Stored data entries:

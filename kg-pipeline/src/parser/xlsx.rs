use std::io::{Cursor, Read};
use std::path::Path;

use common::error::ParseError;
use quick_xml::events::Event;
use quick_xml::Reader;

/// Rows emitted per sheet before the truncation marker: one header line
/// plus at most 100 data rows.
const MAX_ROWS_PER_SHEET: usize = 101;

/// XLSX extraction: per sheet, rows are tab-joined and capped, with shared
/// strings resolved from the workbook's string table.
pub async fn parse_xlsx(path: &Path) -> Result<String, ParseError> {
    let display = path.display().to_string();
    let bytes = tokio::fs::read(path)
        .await
        .map_err(|err| ParseError::Corrupt(format!("{display}: {err}")))?;

    tokio::task::spawn_blocking(move || extract_workbook(&bytes, &display))
        .await
        .map_err(|err| ParseError::Corrupt(err.to_string()))?
}

fn extract_workbook(bytes: &[u8], display: &str) -> Result<String, ParseError> {
    let mut archive = zip::ZipArchive::new(Cursor::new(bytes))
        .map_err(|err| ParseError::Corrupt(format!("{display}: {err}")))?;

    let shared = match read_entry(&mut archive, "xl/sharedStrings.xml") {
        Some(xml) => parse_shared_strings(&xml, display)?,
        None => Vec::new(),
    };
    let sheet_names = match read_entry(&mut archive, "xl/workbook.xml") {
        Some(xml) => parse_sheet_names(&xml, display)?,
        None => Vec::new(),
    };

    let mut content: Vec<String> = Vec::new();
    for index in 1.. {
        let Some(xml) = read_entry(&mut archive, &format!("xl/worksheets/sheet{index}.xml"))
        else {
            break;
        };
        let name = sheet_names
            .get(index - 1)
            .cloned()
            .unwrap_or_else(|| format!("Sheet{index}"));
        content.push(format!("=== Sheet: {name} ==="));
        content.extend(parse_sheet_rows(&xml, &shared, display)?);
    }

    if content.iter().all(|line| line.starts_with("=== Sheet:")) {
        return Err(ParseError::EmptyExtraction(display.to_string()));
    }

    Ok(content.join("\n"))
}

fn read_entry(archive: &mut zip::ZipArchive<Cursor<&[u8]>>, name: &str) -> Option<String> {
    let mut entry = archive.by_name(name).ok()?;
    let mut xml = String::new();
    entry.read_to_string(&mut xml).ok()?;
    Some(xml)
}

fn parse_shared_strings(xml: &str, display: &str) -> Result<Vec<String>, ParseError> {
    let mut reader = Reader::from_str(xml);
    let mut strings = Vec::new();
    let mut current = String::new();
    let mut in_item = false;
    let mut in_text = false;

    loop {
        match reader.read_event() {
            Ok(Event::Start(e)) => match e.name().as_ref() {
                b"si" => {
                    in_item = true;
                    current.clear();
                }
                b"t" if in_item => in_text = true,
                _ => {}
            },
            Ok(Event::End(e)) => match e.name().as_ref() {
                b"si" => {
                    in_item = false;
                    strings.push(current.clone());
                }
                b"t" => in_text = false,
                _ => {}
            },
            Ok(Event::Text(t)) if in_text => {
                current.push_str(
                    &t.unescape()
                        .map_err(|err| ParseError::Corrupt(format!("{display}: {err}")))?,
                );
            }
            Ok(Event::Eof) => break,
            Err(err) => return Err(ParseError::Corrupt(format!("{display}: {err}"))),
            _ => {}
        }
    }

    Ok(strings)
}

fn parse_sheet_names(xml: &str, display: &str) -> Result<Vec<String>, ParseError> {
    let mut reader = Reader::from_str(xml);
    let mut names = Vec::new();

    loop {
        match reader.read_event() {
            Ok(Event::Start(e) | Event::Empty(e)) if e.name().as_ref() == b"sheet" => {
                if let Ok(Some(attr)) = e.try_get_attribute("name") {
                    let value = attr
                        .unescape_value()
                        .map_err(|err| ParseError::Corrupt(format!("{display}: {err}")))?;
                    names.push(value.into_owned());
                }
            }
            Ok(Event::Eof) => break,
            Err(err) => return Err(ParseError::Corrupt(format!("{display}: {err}"))),
            _ => {}
        }
    }

    Ok(names)
}

fn parse_sheet_rows(
    xml: &str,
    shared: &[String],
    display: &str,
) -> Result<Vec<String>, ParseError> {
    let mut reader = Reader::from_str(xml);
    let mut rows: Vec<String> = Vec::new();
    let mut row_cells: Vec<String> = Vec::new();
    let mut cell_type: Option<String> = None;
    let mut in_value = false;
    let mut in_inline_text = false;
    let mut truncated = false;

    loop {
        match reader.read_event() {
            Ok(Event::Start(e)) => match e.name().as_ref() {
                b"row" => row_cells.clear(),
                b"c" => {
                    cell_type = match e.try_get_attribute("t") {
                        Ok(Some(attr)) => attr.unescape_value().ok().map(|v| v.into_owned()),
                        _ => None,
                    };
                }
                b"v" => in_value = true,
                b"t" if cell_type.as_deref() == Some("inlineStr") => in_inline_text = true,
                _ => {}
            },
            Ok(Event::End(e)) => match e.name().as_ref() {
                b"row" => {
                    if !row_cells.is_empty() && !truncated {
                        if rows.len() >= MAX_ROWS_PER_SHEET {
                            rows.push("... truncated ...".to_string());
                            truncated = true;
                        } else {
                            rows.push(row_cells.join("\t"));
                        }
                    }
                    row_cells.clear();
                }
                b"v" => in_value = false,
                b"t" => in_inline_text = false,
                _ => {}
            },
            Ok(Event::Text(t)) if in_value || in_inline_text => {
                let raw = t
                    .unescape()
                    .map_err(|err| ParseError::Corrupt(format!("{display}: {err}")))?;
                let resolved = if in_value && cell_type.as_deref() == Some("s") {
                    raw.trim()
                        .parse::<usize>()
                        .ok()
                        .and_then(|idx| shared.get(idx).cloned())
                        .unwrap_or_default()
                } else {
                    raw.into_owned()
                };
                let resolved = resolved.trim().to_string();
                if !resolved.is_empty() {
                    row_cells.push(resolved);
                }
            }
            Ok(Event::Eof) => break,
            Err(err) => return Err(ParseError::Corrupt(format!("{display}: {err}"))),
            _ => {}
        }
    }

    Ok(rows)
}
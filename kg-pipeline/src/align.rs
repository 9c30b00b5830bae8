use std::collections::{HashMap, HashSet};

use tracing::info;

use crate::types::{AlignedEntity, EntityMention, Triple};

/// Merges duplicate mentions across documents into canonical entities.
///
/// Single deterministic pass: each unmerged mention opens a cluster and
/// absorbs every later unmerged mention whose similarity reaches the
/// threshold.
pub struct EntityAligner {
    threshold: f64,
}

impl EntityAligner {
    pub fn new(threshold: f64) -> Self {
        Self { threshold }
    }

    fn preprocess_name(name: &str) -> String {
        let lowered = name.to_lowercase();
        let stripped: String = lowered
            .chars()
            .filter(|c| !c.is_ascii_punctuation())
            .collect();
        stripped.split_whitespace().collect::<Vec<_>>().join(" ")
    }

    /// Name similarity over preprocessed names. A containment match counts
    /// as a full name match so cross-document shorthand ("百度" vs
    /// "百度公司") clusters with its long form.
    fn name_similarity(a: &str, b: &str) -> f64 {
        let a = Self::preprocess_name(a);
        let b = Self::preprocess_name(b);
        if a.is_empty() || b.is_empty() {
            return 0.0;
        }
        if a == b {
            return 1.0;
        }
        if a.contains(&b) || b.contains(&a) {
            return 1.0;
        }
        strsim::normalized_levenshtein(&a, &b)
    }

    /// Weighted similarity: 0.7 name, 0.3 type (half credit for a type
    /// mismatch). Exact name equality short-circuits to 1.
    pub fn similarity(&self, a: &EntityMention, b: &EntityMention) -> f64 {
        let name_similarity = Self::name_similarity(&a.name, &b.name);
        if (name_similarity - 1.0).abs() < f64::EPSILON
            && Self::preprocess_name(&a.name) == Self::preprocess_name(&b.name)
        {
            return 1.0;
        }

        let type_similarity = if a.entity_type == b.entity_type {
            1.0
        } else {
            0.5
        };

        name_similarity * 0.7 + type_similarity * 0.3
    }

    /// Returns the canonical entities plus the mention-id -> canonical-id
    /// merge map for rewriting triples.
    pub fn align(
        &self,
        mentions: &[EntityMention],
    ) -> (Vec<AlignedEntity>, HashMap<String, String>) {
        let mut aligned: Vec<AlignedEntity> = Vec::new();
        let mut merge_map: HashMap<String, String> = HashMap::new();
        let mut processed: HashSet<usize> = HashSet::new();

        for i in 0..mentions.len() {
            if processed.contains(&i) {
                continue;
            }
            processed.insert(i);

            let Some(seed) = mentions.get(i) else {
                continue;
            };
            let mut canonical = AlignedEntity {
                id: seed.id.clone(),
                name: seed.name.clone(),
                entity_type: seed.entity_type.clone(),
                merged_ids: vec![seed.id.clone()],
                attributes: Default::default(),
            };

            for j in (i + 1)..mentions.len() {
                if processed.contains(&j) {
                    continue;
                }
                let Some(candidate) = mentions.get(j) else {
                    continue;
                };

                let probe = EntityMention {
                    id: canonical.id.clone(),
                    name: canonical.name.clone(),
                    entity_type: canonical.entity_type.clone(),
                    start_pos: 0,
                    end_pos: 0,
                    confidence: None,
                };
                if self.similarity(&probe, candidate) < self.threshold {
                    continue;
                }

                processed.insert(j);
                merge_map.insert(candidate.id.clone(), canonical.id.clone());
                canonical.merged_ids.push(candidate.id.clone());

                // the longer surface form becomes the canonical name
                if candidate.name.chars().count() > canonical.name.chars().count() {
                    canonical.name = candidate.name.clone();
                }
            }

            aligned.push(canonical);
        }

        info!(
            mentions = mentions.len(),
            aligned = aligned.len(),
            "entity alignment finished"
        );

        (aligned, merge_map)
    }

    /// Rewrites triple endpoints through the merge map and drops duplicate
    /// tuples, keeping first occurrences.
    pub fn adjust_triples(
        triples: Vec<Triple>,
        merge_map: &HashMap<String, String>,
    ) -> Vec<Triple> {
        let mut seen: HashSet<(String, String, String)> = HashSet::new();
        let mut adjusted = Vec::with_capacity(triples.len());

        for mut triple in triples {
            if let Some(canonical) = merge_map.get(&triple.head_id) {
                triple.head_id = canonical.clone();
            }
            if let Some(canonical) = merge_map.get(&triple.tail_id) {
                triple.tail_id = canonical.clone();
            }

            let key = (
                triple.head_id.clone(),
                triple.relation.clone(),
                triple.tail_id.clone(),
            );
            if seen.insert(key) {
                adjusted.push(triple);
            }
        }

        adjusted
    }
}
use async_openai::error::OpenAIError;
use thiserror::Error;
use tokio::task::JoinError;

// Core internal errors
#[derive(Error, Debug)]
pub enum AppError {
    #[error("Database error: {0}")]
    Database(#[from] surrealdb::Error),
    #[error("Graph store error: {0}")]
    GraphStore(#[from] neo4rs::Error),
    #[error("LLM error: {0}")]
    OpenAI(#[from] OpenAIError),
    #[error("Parse error: {0}")]
    Parse(#[from] ParseError),
    #[error("Not found: {0}")]
    NotFound(String),
    #[error("Validation error: {0}")]
    Validation(String),
    #[error("Authorization error: {0}")]
    Auth(String),
    #[error("LLM parsing error: {0}")]
    LLMParsing(String),
    #[error("Task join error: {0}")]
    Join(#[from] JoinError),
    #[error("IoError: {0}")]
    Io(#[from] std::io::Error),
    #[error("Anyhow error: {0}")]
    Anyhow(#[from] anyhow::Error),
    #[error("Pipeline processing error: {0}")]
    Processing(String),
    #[error("Internal service error: {0}")]
    InternalError(String),
}

/// Failures of the parse stage, one variant per rejection reason so the
/// job runner can decide between skipping a file and failing the job.
#[derive(Error, Debug)]
pub enum ParseError {
    #[error("unsupported file format: {0}")]
    FormatUnsupported(String),
    #[error("file missing: {0}")]
    FileMissing(String),
    #[error("corrupt file: {0}")]
    Corrupt(String),
    #[error("unable to determine text encoding for {0}")]
    EncodingUnknown(String),
    #[error("no text extracted from {0}")]
    EmptyExtraction(String),
    #[error("extracted text is not meaningful: {0}")]
    NotMeaningful(String),
}
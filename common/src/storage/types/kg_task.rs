use surrealdb::opt::PatchOp;
use uuid::Uuid;

use crate::{error::AppError, storage::db::SurrealDbClient, stored_object};

use super::build_request::GraphBuildRequest;

#[derive(Debug, Clone, Copy, Serialize, Deserialize, PartialEq, Eq)]
#[serde(rename_all = "lowercase")]
pub enum TaskStatus {
    Pending,
    Processing,
    Completed,
    Failed,
}

impl TaskStatus {
    pub fn is_terminal(self) -> bool {
        matches!(self, Self::Completed | Self::Failed)
    }

    pub fn as_str(self) -> &'static str {
        match self {
            Self::Pending => "pending",
            Self::Processing => "processing",
            Self::Completed => "completed",
            Self::Failed => "failed",
        }
    }
}

#[derive(Debug, Clone, Copy, Serialize, Deserialize, PartialEq, Eq)]
#[serde(rename_all = "snake_case")]
pub enum TaskKind {
    KgCreate,
}

stored_object!(KgTask, "kg_task", {
    user_id: String,
    kind: TaskKind,
    status: TaskStatus,
    progress: u8,
    stage: String,
    message: String,
    file_ids: Vec<String>,
    algorithms: GraphBuildRequest,
    kg_id: Option<String>
});

impl KgTask {
    pub fn new(user_id: String, request: GraphBuildRequest) -> Self {
        let now = Utc::now();

        Self {
            id: Uuid::new_v4().to_string(),
            created_at: now,
            updated_at: now,
            user_id,
            kind: TaskKind::KgCreate,
            status: TaskStatus::Pending,
            progress: 0,
            stage: "init".to_string(),
            message: "task submitted, waiting for a worker".to_string(),
            file_ids: request.file_ids.clone(),
            algorithms: request,
            kg_id: None,
        }
    }

    /// Creates the task row before the job is queued so a client polling
    /// immediately after submit always finds a durable record.
    pub async fn create_and_store(
        user_id: String,
        request: GraphBuildRequest,
        db: &SurrealDbClient,
    ) -> Result<Self, AppError> {
        let task = Self::new(user_id, request);
        db.store_item(task.clone()).await?;

        Ok(task)
    }

    /// Mirror a progress report into the durable row.
    pub async fn record_progress(
        id: &str,
        progress: u8,
        status: TaskStatus,
        message: &str,
        stage: &str,
        db: &SurrealDbClient,
    ) -> Result<(), AppError> {
        let _task: Option<Self> = db
            .update((Self::table_name(), id))
            .patch(PatchOp::replace("/progress", progress))
            .patch(PatchOp::replace("/status", status))
            .patch(PatchOp::replace("/message", message.to_string()))
            .patch(PatchOp::replace("/stage", stage.to_string()))
            .patch(PatchOp::replace(
                "/updated_at",
                surrealdb::sql::Datetime::default(),
            ))
            .await?;

        Ok(())
    }

    pub async fn record_kg_id(id: &str, kg_id: &str, db: &SurrealDbClient) -> Result<(), AppError> {
        let _task: Option<Self> = db
            .update((Self::table_name(), id))
            .patch(PatchOp::replace("/kg_id", Some(kg_id.to_string())))
            .patch(PatchOp::replace(
                "/updated_at",
                surrealdb::sql::Datetime::default(),
            ))
            .await?;

        Ok(())
    }

    /// Fetch a task only when it belongs to the given user.
    pub async fn fetch_owned(
        id: &str,
        user_id: &str,
        db: &SurrealDbClient,
    ) -> Result<Option<Self>, AppError> {
        let task: Option<Self> = db.get_item(id).await?;

        Ok(task.filter(|t| t.user_id == user_id))
    }
}

#[cfg(test)]
mod tests {
    use super::*;
    use crate::storage::types::build_request::GraphBuildRequest;

    fn build_request(file_ids: &[&str]) -> GraphBuildRequest {
        GraphBuildRequest {
            file_ids: file_ids.iter().map(ToString::to_string).collect(),
            kg_name: None,
            algorithms: Default::default(),
            model_api_key: None,
            enable_completion: false,
            enable_visualization: false,
        }
    }

    async fn setup_db() -> SurrealDbClient {
        SurrealDbClient::memory("test_ns", &Uuid::new_v4().to_string())
            .await
            .expect("Failed to start in-memory surrealdb")
    }

    #[tokio::test]
    async fn test_new_task_starts_pending() {
        let task = KgTask::new("user123".to_string(), build_request(&["f1", "f2"]));

        assert_eq!(task.status, TaskStatus::Pending);
        assert_eq!(task.progress, 0);
        assert_eq!(task.file_ids, vec!["f1", "f2"]);
        assert!(task.kg_id.is_none());
        assert!(!task.id.is_empty());
    }

    #[tokio::test]
    async fn test_record_progress_updates_row() {
        let db = setup_db().await;
        let task = KgTask::create_and_store("user123".to_string(), build_request(&["f1"]), &db)
            .await
            .expect("create task");

        KgTask::record_progress(
            &task.id,
            40,
            TaskStatus::Processing,
            "entity extraction finished",
            "extract_entities",
            &db,
        )
        .await
        .expect("record progress");

        let stored: KgTask = db
            .get_item(&task.id)
            .await
            .expect("fetch task")
            .expect("task exists");
        assert_eq!(stored.progress, 40);
        assert_eq!(stored.status, TaskStatus::Processing);
        assert_eq!(stored.stage, "extract_entities");
    }

    #[tokio::test]
    async fn test_record_kg_id() {
        let db = setup_db().await;
        let task = KgTask::create_and_store("user123".to_string(), build_request(&["f1"]), &db)
            .await
            .expect("create task");

        KgTask::record_kg_id(&task.id, "kg-42", &db)
            .await
            .expect("record kg id");

        let stored: KgTask = db
            .get_item(&task.id)
            .await
            .expect("fetch task")
            .expect("task exists");
        assert_eq!(stored.kg_id.as_deref(), Some("kg-42"));
    }

    #[tokio::test]
    async fn test_fetch_owned_hides_other_users_tasks() {
        let db = setup_db().await;
        let task = KgTask::create_and_store("owner".to_string(), build_request(&["f1"]), &db)
            .await
            .expect("create task");

        let found = KgTask::fetch_owned(&task.id, "owner", &db)
            .await
            .expect("fetch owned");
        assert!(found.is_some());

        let hidden = KgTask::fetch_owned(&task.id, "intruder", &db)
            .await
            .expect("fetch owned");
        assert!(hidden.is_none());
    }
}
use std::sync::Arc;

use axum::extract::FromRequestParts;
use axum::http::request::Parts;
use common::storage::db::SurrealDbClient;
use kg_pipeline::graph_store::GraphReader;
use kg_pipeline::JobEngine;

use crate::error::ApiError;

#[derive(Clone)]
pub struct ApiState {
    pub db: Arc<SurrealDbClient>,
    pub engine: Arc<JobEngine>,
    pub graph: Arc<dyn GraphReader>,
}

/// The caller identity resolved by the fronting auth layer; this service
/// only consumes the forwarded user id header.
pub struct CallerId(pub String);

impl<S> FromRequestParts<S> for CallerId
where
    S: Send + Sync,
{
    type Rejection = ApiError;

    async fn from_request_parts(parts: &mut Parts, _state: &S) -> Result<Self, Self::Rejection> {
        parts
            .headers
            .get("x-user-id")
            .and_then(|value| value.to_str().ok())
            .filter(|value| !value.trim().is_empty())
            .map(|value| Self(value.to_string()))
            .ok_or_else(|| ApiError::Unauthorized("missing x-user-id header".to_string()))
    }
}
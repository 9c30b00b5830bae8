use std::time::Instant;

use axum::extract::{Path, Query, State};
use axum::http::StatusCode;
use axum::response::IntoResponse;
use axum::Json;
use common::storage::types::build_request::GraphBuildRequest;
use common::storage::types::kg_task::KgTask;
use common::storage::types::knowledge_graph::KnowledgeGraph;
use kg_pipeline::graph_store::{GraphQuery, QueryEdge, QueryNode};
use serde::{Deserialize, Serialize};
use serde_json::json;
use tracing::info;

use crate::api_state::{ApiState, CallerId};
use crate::error::ApiError;

pub async fn create_graph(
    State(state): State<ApiState>,
    CallerId(user_id): CallerId,
    Json(request): Json<GraphBuildRequest>,
) -> Result<impl IntoResponse, ApiError> {
    if request.file_ids.is_empty() {
        return Err(ApiError::ValidationError(
            "select at least one file to build a knowledge graph".to_string(),
        ));
    }

    info!(%user_id, files = request.file_ids.len(), "graph build requested");
    let task_id = state.engine.submit(&user_id, request).await?;

    Ok((
        StatusCode::OK,
        Json(json!({
            "task_id": task_id,
            "message": "knowledge graph build submitted"
        })),
    ))
}

#[derive(Debug, Serialize)]
pub struct ProgressResponse {
    pub task_id: String,
    pub progress: u8,
    pub status: String,
    pub stage: String,
    pub message: String,
    pub kg_id: Option<String>,
}

pub async fn graph_progress(
    State(state): State<ApiState>,
    CallerId(user_id): CallerId,
    Path(task_id): Path<String>,
) -> Result<Json<ProgressResponse>, ApiError> {
    let task = KgTask::fetch_owned(&task_id, &user_id, &state.db)
        .await?
        .ok_or_else(|| ApiError::NotFound("task not found".to_string()))?;

    let mut response = ProgressResponse {
        task_id: task.id,
        progress: task.progress,
        status: task.status.as_str().to_string(),
        stage: task.stage,
        message: task.message,
        kg_id: task.kg_id,
    };

    // a running job's freshest state lives in the progress map
    if !task.status.is_terminal() {
        if let Some(live) = state.engine.progress_snapshot(&response.task_id) {
            response.progress = live.progress;
            response.status = live.status.as_str().to_string();
            response.stage = live.stage;
            response.message = live.message;
            if live.kg_id.is_some() {
                response.kg_id = live.kg_id;
            }
        }
    }

    Ok(Json(response))
}

fn default_top_k() -> usize {
    100
}

fn default_include() -> bool {
    true
}

#[derive(Debug, Deserialize)]
pub struct GraphQueryRequest {
    pub kg_id: String,
    #[serde(default)]
    pub entity: Option<String>,
    #[serde(default)]
    pub relation: Option<String>,
    #[serde(default = "default_top_k")]
    pub top_k: usize,
    #[serde(default = "default_include")]
    pub include_entities: bool,
    #[serde(default = "default_include")]
    pub include_relations: bool,
}

#[derive(Debug, Serialize)]
pub struct GraphQueryResponse {
    pub entities: Vec<QueryNode>,
    pub relations: Vec<QueryEdge>,
    pub execution_time: f64,
    pub total: usize,
}

pub async fn query_graph(
    State(state): State<ApiState>,
    CallerId(user_id): CallerId,
    Json(request): Json<GraphQueryRequest>,
) -> Result<Json<GraphQueryResponse>, ApiError> {
    ensure_ownership(&state, &request.kg_id, &user_id).await?;

    let graph_query = match (&request.entity, &request.relation) {
        (Some(entity), _) if !entity.trim().is_empty() => GraphQuery::Entity(entity.clone()),
        (_, Some(relation)) if !relation.trim().is_empty() => {
            GraphQuery::Relation(relation.clone())
        }
        _ => GraphQuery::All {
            limit: request.top_k,
        },
    };

    let started = Instant::now();
    let result = state
        .graph
        .query(&user_id, &request.kg_id, &graph_query)
        .await?;
    let execution_time = started.elapsed().as_secs_f64();

    let entities = if request.include_entities {
        result.nodes
    } else {
        Vec::new()
    };
    let relations = if request.include_relations {
        result.edges
    } else {
        Vec::new()
    };

    let total = entities.len() + relations.len();
    Ok(Json(GraphQueryResponse {
        entities,
        relations,
        execution_time,
        total,
    }))
}

#[derive(Debug, Deserialize)]
pub struct VisualizationParams {
    #[serde(default = "default_top_k")]
    pub limit: usize,
}

pub async fn visualize_graph(
    State(state): State<ApiState>,
    CallerId(user_id): CallerId,
    Path(kg_id): Path<String>,
    Query(params): Query<VisualizationParams>,
) -> Result<impl IntoResponse, ApiError> {
    ensure_ownership(&state, &kg_id, &user_id).await?;

    let data = state.graph.visualize(&kg_id, params.limit).await?;
    Ok(Json(data))
}

pub async fn delete_graph(
    State(state): State<ApiState>,
    CallerId(user_id): CallerId,
    Path(kg_id): Path<String>,
) -> Result<impl IntoResponse, ApiError> {
    let graph = KnowledgeGraph::fetch_owned(&kg_id, &user_id, &state.db)
        .await?
        .ok_or_else(|| ApiError::NotFound("knowledge graph not found".to_string()))?;

    state
        .graph
        .delete_graph(&user_id, &kg_id, graph.created_at)
        .await?;
    state
        .db
        .delete_item::<KnowledgeGraph>(&kg_id)
        .await
        .map_err(common::error::AppError::from)?;

    info!(%user_id, %kg_id, "knowledge graph deleted");
    Ok(Json(json!({ "success": true })))
}

#[derive(Debug, Deserialize)]
pub struct ListParams {
    #[serde(default)]
    pub skip: usize,
    #[serde(default = "default_page_size")]
    pub limit: usize,
}

fn default_page_size() -> usize {
    20
}

#[derive(Debug, Serialize)]
pub struct GraphSummary {
    pub kg_id: String,
    pub name: String,
    pub status: String,
    pub entity_count: u64,
    pub relation_count: u64,
    pub created_at: chrono::DateTime<chrono::Utc>,
}

pub async fn list_graphs(
    State(state): State<ApiState>,
    CallerId(user_id): CallerId,
    Query(params): Query<ListParams>,
) -> Result<impl IntoResponse, ApiError> {
    let graphs =
        KnowledgeGraph::list_for_user(&user_id, params.skip, params.limit, &state.db).await?;
    let total = KnowledgeGraph::count_for_user(&user_id, &state.db).await?;

    let summaries: Vec<GraphSummary> = graphs
        .into_iter()
        .map(|graph| GraphSummary {
            kg_id: graph.id,
            name: graph.name,
            status: format!("{:?}", graph.status).to_lowercase(),
            entity_count: graph.entity_count,
            relation_count: graph.relation_count,
            created_at: graph.created_at,
        })
        .collect();

    Ok(Json(json!({ "graphs": summaries, "total": total })))
}

async fn ensure_ownership(
    state: &ApiState,
    kg_id: &str,
    user_id: &str,
) -> Result<(), ApiError> {
    let owned = KnowledgeGraph::verify_ownership(kg_id, user_id, &state.db).await?;
    if owned {
        Ok(())
    } else {
        Err(ApiError::NotFound("knowledge graph not found".to_string()))
    }
}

Exercise:
Could you return exactly the stretch of the data above that starts at the line with "name_similarity * 0.7" and ends at the line with "canonical.name = candidate.name.clone();", both lines included?

Written answer:
        name_similarity * 0.7 + type_similarity * 0.3
    }

    /// Returns the canonical entities plus the mention-id -> canonical-id
    /// merge map for rewriting triples.
    pub fn align(
        &self,
        mentions: &[EntityMention],
    ) -> (Vec<AlignedEntity>, HashMap<String, String>) {
        let mut aligned: Vec<AlignedEntity> = Vec::new();
        let mut merge_map: HashMap<String, String> = HashMap::new();
        let mut processed: HashSet<usize> = HashSet::new();

        for i in 0..mentions.len() {
            if processed.contains(&i) {
                continue;
            }
            processed.insert(i);

            let Some(seed) = mentions.get(i) else {
                continue;
            };
            let mut canonical = AlignedEntity {
                id: seed.id.clone(),
                name: seed.name.clone(),
                entity_type: seed.entity_type.clone(),
                merged_ids: vec![seed.id.clone()],
                attributes: Default::default(),
            };

            for j in (i + 1)..mentions.len() {
                if processed.contains(&j) {
                    continue;
                }
                let Some(candidate) = mentions.get(j) else {
                    continue;
                };

                let probe = EntityMention {
                    id: canonical.id.clone(),
                    name: canonical.name.clone(),
                    entity_type: canonical.entity_type.clone(),
                    start_pos: 0,
                    end_pos: 0,
                    confidence: None,
                };
                if self.similarity(&probe, candidate) < self.threshold {
                    continue;
                }

                processed.insert(j);
                merge_map.insert(candidate.id.clone(), canonical.id.clone());
                canonical.merged_ids.push(candidate.id.clone());

                // the longer surface form becomes the canonical name
                if candidate.name.chars().count() > canonical.name.chars().count() {
                    canonical.name = candidate.name.clone();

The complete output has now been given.